Records shown
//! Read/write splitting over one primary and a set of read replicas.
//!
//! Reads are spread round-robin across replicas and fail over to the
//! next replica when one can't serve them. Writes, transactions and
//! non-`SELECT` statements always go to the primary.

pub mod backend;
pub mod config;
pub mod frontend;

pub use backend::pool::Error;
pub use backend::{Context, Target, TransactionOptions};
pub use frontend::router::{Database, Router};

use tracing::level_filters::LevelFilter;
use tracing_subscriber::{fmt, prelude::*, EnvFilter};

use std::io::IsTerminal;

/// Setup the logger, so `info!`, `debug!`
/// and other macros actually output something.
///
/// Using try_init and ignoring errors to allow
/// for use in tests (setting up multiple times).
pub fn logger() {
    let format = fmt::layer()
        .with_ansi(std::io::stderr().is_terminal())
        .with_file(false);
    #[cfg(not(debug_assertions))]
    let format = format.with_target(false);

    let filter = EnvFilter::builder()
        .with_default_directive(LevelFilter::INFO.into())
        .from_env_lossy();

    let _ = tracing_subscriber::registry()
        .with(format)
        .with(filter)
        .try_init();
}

* * *

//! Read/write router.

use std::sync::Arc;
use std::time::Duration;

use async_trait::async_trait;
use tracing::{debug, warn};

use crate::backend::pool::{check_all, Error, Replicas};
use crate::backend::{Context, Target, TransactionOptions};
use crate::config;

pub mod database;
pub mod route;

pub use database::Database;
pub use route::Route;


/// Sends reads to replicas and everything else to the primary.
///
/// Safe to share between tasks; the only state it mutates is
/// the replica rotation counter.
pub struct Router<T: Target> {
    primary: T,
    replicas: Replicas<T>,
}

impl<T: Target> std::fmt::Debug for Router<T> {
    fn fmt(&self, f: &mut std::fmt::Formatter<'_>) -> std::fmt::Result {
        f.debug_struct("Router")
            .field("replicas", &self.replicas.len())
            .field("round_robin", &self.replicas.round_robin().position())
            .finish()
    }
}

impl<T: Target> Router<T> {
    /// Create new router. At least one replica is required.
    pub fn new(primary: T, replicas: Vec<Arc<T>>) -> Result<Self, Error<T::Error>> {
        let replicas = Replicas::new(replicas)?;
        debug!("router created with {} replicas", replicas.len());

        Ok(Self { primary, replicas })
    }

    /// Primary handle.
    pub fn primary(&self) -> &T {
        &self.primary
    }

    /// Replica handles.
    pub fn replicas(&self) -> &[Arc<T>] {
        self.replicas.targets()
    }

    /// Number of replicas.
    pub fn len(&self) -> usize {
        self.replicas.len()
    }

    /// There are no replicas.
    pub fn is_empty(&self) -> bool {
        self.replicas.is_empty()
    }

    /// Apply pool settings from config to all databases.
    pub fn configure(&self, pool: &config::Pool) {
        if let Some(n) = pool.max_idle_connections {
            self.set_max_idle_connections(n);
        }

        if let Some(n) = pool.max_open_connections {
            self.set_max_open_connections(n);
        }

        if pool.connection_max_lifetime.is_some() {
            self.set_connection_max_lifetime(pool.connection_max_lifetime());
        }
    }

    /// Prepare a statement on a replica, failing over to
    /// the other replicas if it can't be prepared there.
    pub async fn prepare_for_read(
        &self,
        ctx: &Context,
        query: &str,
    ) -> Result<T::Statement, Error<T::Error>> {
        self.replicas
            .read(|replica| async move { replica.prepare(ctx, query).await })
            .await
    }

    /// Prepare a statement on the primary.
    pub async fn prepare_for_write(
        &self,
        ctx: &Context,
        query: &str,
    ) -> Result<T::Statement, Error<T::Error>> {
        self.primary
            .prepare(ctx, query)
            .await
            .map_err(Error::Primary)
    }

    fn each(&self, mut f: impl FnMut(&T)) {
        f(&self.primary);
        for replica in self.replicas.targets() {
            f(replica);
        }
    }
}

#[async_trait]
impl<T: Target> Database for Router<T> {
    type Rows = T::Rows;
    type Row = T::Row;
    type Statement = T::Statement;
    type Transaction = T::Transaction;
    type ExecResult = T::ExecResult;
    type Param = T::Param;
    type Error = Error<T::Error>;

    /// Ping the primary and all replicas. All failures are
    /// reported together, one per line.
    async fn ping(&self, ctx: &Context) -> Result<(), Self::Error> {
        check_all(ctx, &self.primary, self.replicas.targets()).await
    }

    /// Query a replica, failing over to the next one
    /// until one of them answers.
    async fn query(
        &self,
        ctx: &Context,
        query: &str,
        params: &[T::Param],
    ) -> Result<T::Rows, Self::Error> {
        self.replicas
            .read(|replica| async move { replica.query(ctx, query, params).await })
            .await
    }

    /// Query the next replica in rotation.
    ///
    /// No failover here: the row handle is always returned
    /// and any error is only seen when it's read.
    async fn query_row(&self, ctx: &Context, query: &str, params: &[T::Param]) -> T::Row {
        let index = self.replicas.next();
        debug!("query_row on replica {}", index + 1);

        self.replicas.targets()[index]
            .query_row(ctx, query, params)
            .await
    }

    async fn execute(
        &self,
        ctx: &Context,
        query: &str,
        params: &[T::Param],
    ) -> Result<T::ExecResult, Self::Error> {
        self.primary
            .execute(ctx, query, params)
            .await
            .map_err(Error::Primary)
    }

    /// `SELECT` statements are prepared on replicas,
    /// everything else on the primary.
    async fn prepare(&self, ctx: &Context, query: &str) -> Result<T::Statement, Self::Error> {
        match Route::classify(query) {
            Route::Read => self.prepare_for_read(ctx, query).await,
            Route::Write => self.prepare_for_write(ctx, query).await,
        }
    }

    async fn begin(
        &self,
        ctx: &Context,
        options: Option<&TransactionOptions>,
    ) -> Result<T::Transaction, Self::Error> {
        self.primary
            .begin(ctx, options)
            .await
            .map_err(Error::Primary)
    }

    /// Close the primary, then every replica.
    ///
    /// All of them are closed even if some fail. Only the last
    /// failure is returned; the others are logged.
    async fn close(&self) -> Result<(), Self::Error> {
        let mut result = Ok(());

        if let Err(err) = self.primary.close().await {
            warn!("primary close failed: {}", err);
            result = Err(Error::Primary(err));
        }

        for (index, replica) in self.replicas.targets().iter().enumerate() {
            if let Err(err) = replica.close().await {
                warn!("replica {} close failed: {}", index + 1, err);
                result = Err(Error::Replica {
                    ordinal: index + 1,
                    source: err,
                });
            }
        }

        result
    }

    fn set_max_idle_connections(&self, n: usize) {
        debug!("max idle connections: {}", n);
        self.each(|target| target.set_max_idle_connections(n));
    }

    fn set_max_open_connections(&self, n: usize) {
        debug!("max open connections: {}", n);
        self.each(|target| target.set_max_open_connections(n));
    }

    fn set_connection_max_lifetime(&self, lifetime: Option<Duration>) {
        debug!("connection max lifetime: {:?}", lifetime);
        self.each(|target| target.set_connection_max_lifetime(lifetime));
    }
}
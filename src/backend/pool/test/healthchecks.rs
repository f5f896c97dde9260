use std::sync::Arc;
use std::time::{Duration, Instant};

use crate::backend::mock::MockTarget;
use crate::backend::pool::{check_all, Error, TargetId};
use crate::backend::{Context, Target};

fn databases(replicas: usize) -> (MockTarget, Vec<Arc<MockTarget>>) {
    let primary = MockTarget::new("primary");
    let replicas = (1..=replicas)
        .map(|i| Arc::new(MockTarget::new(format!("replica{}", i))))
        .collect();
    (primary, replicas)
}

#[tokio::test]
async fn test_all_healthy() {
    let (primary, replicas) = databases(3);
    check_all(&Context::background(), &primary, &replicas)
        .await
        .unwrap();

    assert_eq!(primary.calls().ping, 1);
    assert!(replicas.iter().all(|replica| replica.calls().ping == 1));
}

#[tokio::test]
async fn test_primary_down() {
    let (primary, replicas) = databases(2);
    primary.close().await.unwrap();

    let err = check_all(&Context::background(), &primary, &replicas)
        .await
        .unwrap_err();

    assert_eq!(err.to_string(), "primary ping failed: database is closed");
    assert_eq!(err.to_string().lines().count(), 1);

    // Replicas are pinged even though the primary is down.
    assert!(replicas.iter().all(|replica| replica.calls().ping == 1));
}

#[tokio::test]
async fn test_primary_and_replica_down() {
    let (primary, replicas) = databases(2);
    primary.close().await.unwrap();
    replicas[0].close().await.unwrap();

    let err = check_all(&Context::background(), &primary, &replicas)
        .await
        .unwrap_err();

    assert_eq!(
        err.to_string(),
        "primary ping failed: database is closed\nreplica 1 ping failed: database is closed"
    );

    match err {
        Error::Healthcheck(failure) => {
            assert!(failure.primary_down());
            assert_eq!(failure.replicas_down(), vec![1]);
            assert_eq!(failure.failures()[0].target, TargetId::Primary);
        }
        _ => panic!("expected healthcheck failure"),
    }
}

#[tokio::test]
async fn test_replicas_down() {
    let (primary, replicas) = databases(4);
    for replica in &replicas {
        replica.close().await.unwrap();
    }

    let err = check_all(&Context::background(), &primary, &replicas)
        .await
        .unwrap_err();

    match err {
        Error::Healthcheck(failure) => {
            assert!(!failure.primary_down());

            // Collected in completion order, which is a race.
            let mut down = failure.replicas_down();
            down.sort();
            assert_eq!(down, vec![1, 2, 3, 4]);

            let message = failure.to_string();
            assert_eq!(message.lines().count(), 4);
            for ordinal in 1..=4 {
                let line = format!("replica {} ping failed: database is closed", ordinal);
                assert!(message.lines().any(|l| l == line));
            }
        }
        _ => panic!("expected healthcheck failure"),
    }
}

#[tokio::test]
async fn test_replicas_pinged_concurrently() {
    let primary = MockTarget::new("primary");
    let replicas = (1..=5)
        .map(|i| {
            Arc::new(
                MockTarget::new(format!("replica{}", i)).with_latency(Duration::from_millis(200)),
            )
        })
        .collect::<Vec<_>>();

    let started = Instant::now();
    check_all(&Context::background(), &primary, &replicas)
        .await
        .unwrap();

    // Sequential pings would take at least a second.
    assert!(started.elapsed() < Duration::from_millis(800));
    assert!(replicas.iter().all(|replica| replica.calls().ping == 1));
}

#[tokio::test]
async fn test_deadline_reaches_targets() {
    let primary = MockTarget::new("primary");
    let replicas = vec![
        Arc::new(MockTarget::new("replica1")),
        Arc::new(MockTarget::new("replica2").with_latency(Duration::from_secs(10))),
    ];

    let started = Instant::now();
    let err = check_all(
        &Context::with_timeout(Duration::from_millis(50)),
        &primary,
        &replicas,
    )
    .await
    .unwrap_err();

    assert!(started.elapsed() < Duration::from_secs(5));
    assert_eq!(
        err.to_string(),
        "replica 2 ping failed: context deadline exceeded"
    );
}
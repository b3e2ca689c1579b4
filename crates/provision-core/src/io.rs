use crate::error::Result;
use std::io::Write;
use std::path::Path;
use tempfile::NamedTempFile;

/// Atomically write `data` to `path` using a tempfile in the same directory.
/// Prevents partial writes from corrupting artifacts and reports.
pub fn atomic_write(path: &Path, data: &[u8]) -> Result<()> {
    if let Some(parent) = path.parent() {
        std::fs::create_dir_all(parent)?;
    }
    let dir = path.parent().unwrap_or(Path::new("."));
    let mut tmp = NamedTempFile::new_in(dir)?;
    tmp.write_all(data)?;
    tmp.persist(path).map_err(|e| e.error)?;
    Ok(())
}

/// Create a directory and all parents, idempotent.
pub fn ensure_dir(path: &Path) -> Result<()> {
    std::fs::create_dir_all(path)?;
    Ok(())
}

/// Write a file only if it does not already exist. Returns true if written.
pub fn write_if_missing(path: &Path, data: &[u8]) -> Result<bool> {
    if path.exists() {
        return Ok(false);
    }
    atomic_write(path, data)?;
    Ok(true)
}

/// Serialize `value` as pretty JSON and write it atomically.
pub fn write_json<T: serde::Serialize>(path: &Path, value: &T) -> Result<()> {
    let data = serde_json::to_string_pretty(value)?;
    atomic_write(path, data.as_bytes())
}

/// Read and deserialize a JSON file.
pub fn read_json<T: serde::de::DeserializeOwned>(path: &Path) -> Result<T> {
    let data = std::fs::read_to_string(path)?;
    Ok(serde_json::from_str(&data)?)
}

* * *

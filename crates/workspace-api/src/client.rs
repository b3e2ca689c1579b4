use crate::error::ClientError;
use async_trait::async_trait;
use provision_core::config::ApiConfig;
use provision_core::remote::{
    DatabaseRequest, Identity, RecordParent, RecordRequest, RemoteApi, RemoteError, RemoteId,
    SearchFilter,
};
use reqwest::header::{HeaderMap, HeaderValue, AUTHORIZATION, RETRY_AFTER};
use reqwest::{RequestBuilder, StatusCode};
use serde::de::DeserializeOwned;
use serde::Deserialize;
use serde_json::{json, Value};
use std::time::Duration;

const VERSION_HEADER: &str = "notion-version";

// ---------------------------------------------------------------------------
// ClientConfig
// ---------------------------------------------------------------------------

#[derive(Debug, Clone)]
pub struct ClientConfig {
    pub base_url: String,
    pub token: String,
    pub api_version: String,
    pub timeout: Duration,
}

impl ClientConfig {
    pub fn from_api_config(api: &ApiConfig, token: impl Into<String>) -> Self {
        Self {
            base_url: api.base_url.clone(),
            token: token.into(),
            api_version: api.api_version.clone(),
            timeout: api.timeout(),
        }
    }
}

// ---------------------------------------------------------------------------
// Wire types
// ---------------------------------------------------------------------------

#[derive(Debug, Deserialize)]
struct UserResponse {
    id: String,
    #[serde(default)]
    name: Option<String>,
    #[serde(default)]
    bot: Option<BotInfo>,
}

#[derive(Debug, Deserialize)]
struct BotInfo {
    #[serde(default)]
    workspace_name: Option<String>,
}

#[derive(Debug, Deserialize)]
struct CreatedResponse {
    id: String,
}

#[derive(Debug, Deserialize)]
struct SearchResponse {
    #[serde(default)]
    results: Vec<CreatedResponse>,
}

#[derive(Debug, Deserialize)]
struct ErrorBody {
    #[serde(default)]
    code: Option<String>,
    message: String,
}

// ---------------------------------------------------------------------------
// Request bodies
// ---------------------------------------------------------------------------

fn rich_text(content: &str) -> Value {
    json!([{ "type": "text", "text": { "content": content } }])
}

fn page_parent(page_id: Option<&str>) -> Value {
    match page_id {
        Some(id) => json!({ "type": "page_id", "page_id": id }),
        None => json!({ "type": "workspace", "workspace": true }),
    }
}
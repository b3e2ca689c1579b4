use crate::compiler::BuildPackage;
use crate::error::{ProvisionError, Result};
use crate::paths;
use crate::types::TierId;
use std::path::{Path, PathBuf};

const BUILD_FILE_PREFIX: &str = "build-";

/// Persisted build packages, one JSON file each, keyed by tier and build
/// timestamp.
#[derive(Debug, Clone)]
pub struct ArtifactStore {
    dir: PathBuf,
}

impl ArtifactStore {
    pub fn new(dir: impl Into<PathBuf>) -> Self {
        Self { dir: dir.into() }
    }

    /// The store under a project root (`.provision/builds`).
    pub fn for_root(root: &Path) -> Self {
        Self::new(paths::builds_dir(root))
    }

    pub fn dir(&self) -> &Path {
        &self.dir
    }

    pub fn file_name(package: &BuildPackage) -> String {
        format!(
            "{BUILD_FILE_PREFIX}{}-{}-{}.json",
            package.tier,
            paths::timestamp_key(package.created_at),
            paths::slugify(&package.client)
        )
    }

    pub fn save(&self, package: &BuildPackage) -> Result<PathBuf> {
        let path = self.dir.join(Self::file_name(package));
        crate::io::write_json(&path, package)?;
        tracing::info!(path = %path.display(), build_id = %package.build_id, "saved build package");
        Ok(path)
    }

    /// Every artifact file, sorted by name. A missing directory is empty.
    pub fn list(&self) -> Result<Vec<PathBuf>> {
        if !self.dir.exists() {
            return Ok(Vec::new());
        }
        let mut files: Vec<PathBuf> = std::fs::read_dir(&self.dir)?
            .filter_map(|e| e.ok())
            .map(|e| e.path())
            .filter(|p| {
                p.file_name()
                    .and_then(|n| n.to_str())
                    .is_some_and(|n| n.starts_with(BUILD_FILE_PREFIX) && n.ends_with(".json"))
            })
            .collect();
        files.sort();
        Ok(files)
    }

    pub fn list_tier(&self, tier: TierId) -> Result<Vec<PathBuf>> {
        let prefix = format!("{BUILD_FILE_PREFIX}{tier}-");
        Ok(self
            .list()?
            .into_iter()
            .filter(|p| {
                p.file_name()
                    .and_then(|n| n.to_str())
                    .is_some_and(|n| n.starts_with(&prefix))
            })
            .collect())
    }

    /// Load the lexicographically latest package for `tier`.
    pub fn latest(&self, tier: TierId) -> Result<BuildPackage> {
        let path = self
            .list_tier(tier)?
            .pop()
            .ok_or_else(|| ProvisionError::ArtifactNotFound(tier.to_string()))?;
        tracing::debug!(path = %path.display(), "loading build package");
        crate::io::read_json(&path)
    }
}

Exercise goal
Report every line from the material above that mentions the word "lines".

Exercise answer
    assert_eq!(err.to_string().lines().count(), 1);
            assert_eq!(message.lines().count(), 4);
                assert!(message.lines().any(|l| l == line));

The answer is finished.